Start of Available data

use serde_json::Value;
use thiserror::Error;

#[derive(Error, Debug)]
pub enum EnvelopeError {
    #[error("Empty result form")]
    EmptyForm,
    #[error("Missing content field")]
    MissingContent,
    #[error("Content is not valid JSON")]
    InvalidJson(#[from] serde_json::Error),
    #[error("Content is not a quoted string literal")]
    MalformedLiteral,
}

/// one decoded result envelope, as posted back by a worker for a single slice
#[derive(Debug, Clone, PartialEq)]
pub struct ResultEnvelope {
    pub element_type: Option<String>,
    pub element: Option<String>,
    pub content_type: Option<String>,
    pub content: Value,
}

impl ResultEnvelope {
    /// decode the form-encoded envelope a worker posts for one slice
    ///
    /// The `content` field is interpreted according to `contentType`:
    /// JSON serialized inside the form string for `application/json`, a
    /// quoted string literal for `text/plain`, and passed through raw
    /// for anything else.
    pub fn decode(form: &[(String, String)]) -> Result<Self, EnvelopeError> {
        if form.is_empty() {
            return Err(EnvelopeError::EmptyForm);
        }

        let content_type = first(form, "contentType");
        let raw_content = first(form, "content").ok_or(EnvelopeError::MissingContent)?;

        let content = match content_type {
            Some("application/json") => serde_json::from_str(raw_content)?,
            Some("text/plain") => Value::String(parse_string_literal(raw_content)?),
            _ => Value::String(raw_content.to_owned()),
        };

        Ok(Self {
            element_type: first(form, "elementType").map(str::to_owned),
            element: first(form, "element").map(str::to_owned),
            content_type: content_type.map(str::to_owned),
            content,
        })
    }
}

/// first value for a key, repeated fields beyond the first are ignored
fn first<'a>(form: &'a [(String, String)], key: &str) -> Option<&'a str> {
    form.iter()
        .find(|(name, _)| name == key)
        .map(|(_, value)| value.as_str())
}

/// strip the wrapping quotes from a string literal and process its escapes
///
/// Workers serialize `text/plain` content as a single- or double-quoted
/// literal with backslash escapes, so `'a\tb'` decodes to `a<TAB>b`.
fn parse_string_literal(raw: &str) -> Result<String, EnvelopeError> {
    let raw = raw.trim();
    let mut chars = raw.chars();

    let quote = match chars.next() {
        Some(quote @ ('\'' | '"')) => quote,
        _ => return Err(EnvelopeError::MalformedLiteral),
    };
    if raw.len() < 2 || !raw.ends_with(quote) {
        return Err(EnvelopeError::MalformedLiteral);
    }

    let mut out = String::with_capacity(raw.len() - 2);
    let mut chars = raw[1..raw.len() - 1].chars();

    while let Some(current) = chars.next() {
        if current == quote {
            // a bare closing quote inside the body means we matched the wrong end
            return Err(EnvelopeError::MalformedLiteral);
        }
        if current != '\\' {
            out.push(current);
            continue;
        }

        match chars.next() {
            Some('n') => out.push('\n'),
            Some('t') => out.push('\t'),
            Some('r') => out.push('\r'),
            Some('0') => out.push('\0'),
            Some(escaped @ ('\\' | '\'' | '"')) => out.push(escaped),
            Some('x') => {
                let hex: String = chars.by_ref().take(2).collect();
                let code =
                    u8::from_str_radix(&hex, 16).map_err(|_| EnvelopeError::MalformedLiteral)?;
                out.push(code as char);
            }
            _ => return Err(EnvelopeError::MalformedLiteral),
        }
    }

    Ok(out)
}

End of Available data

Report the number of lines in the records above that contain "current", with no other text.

**Task response**.
4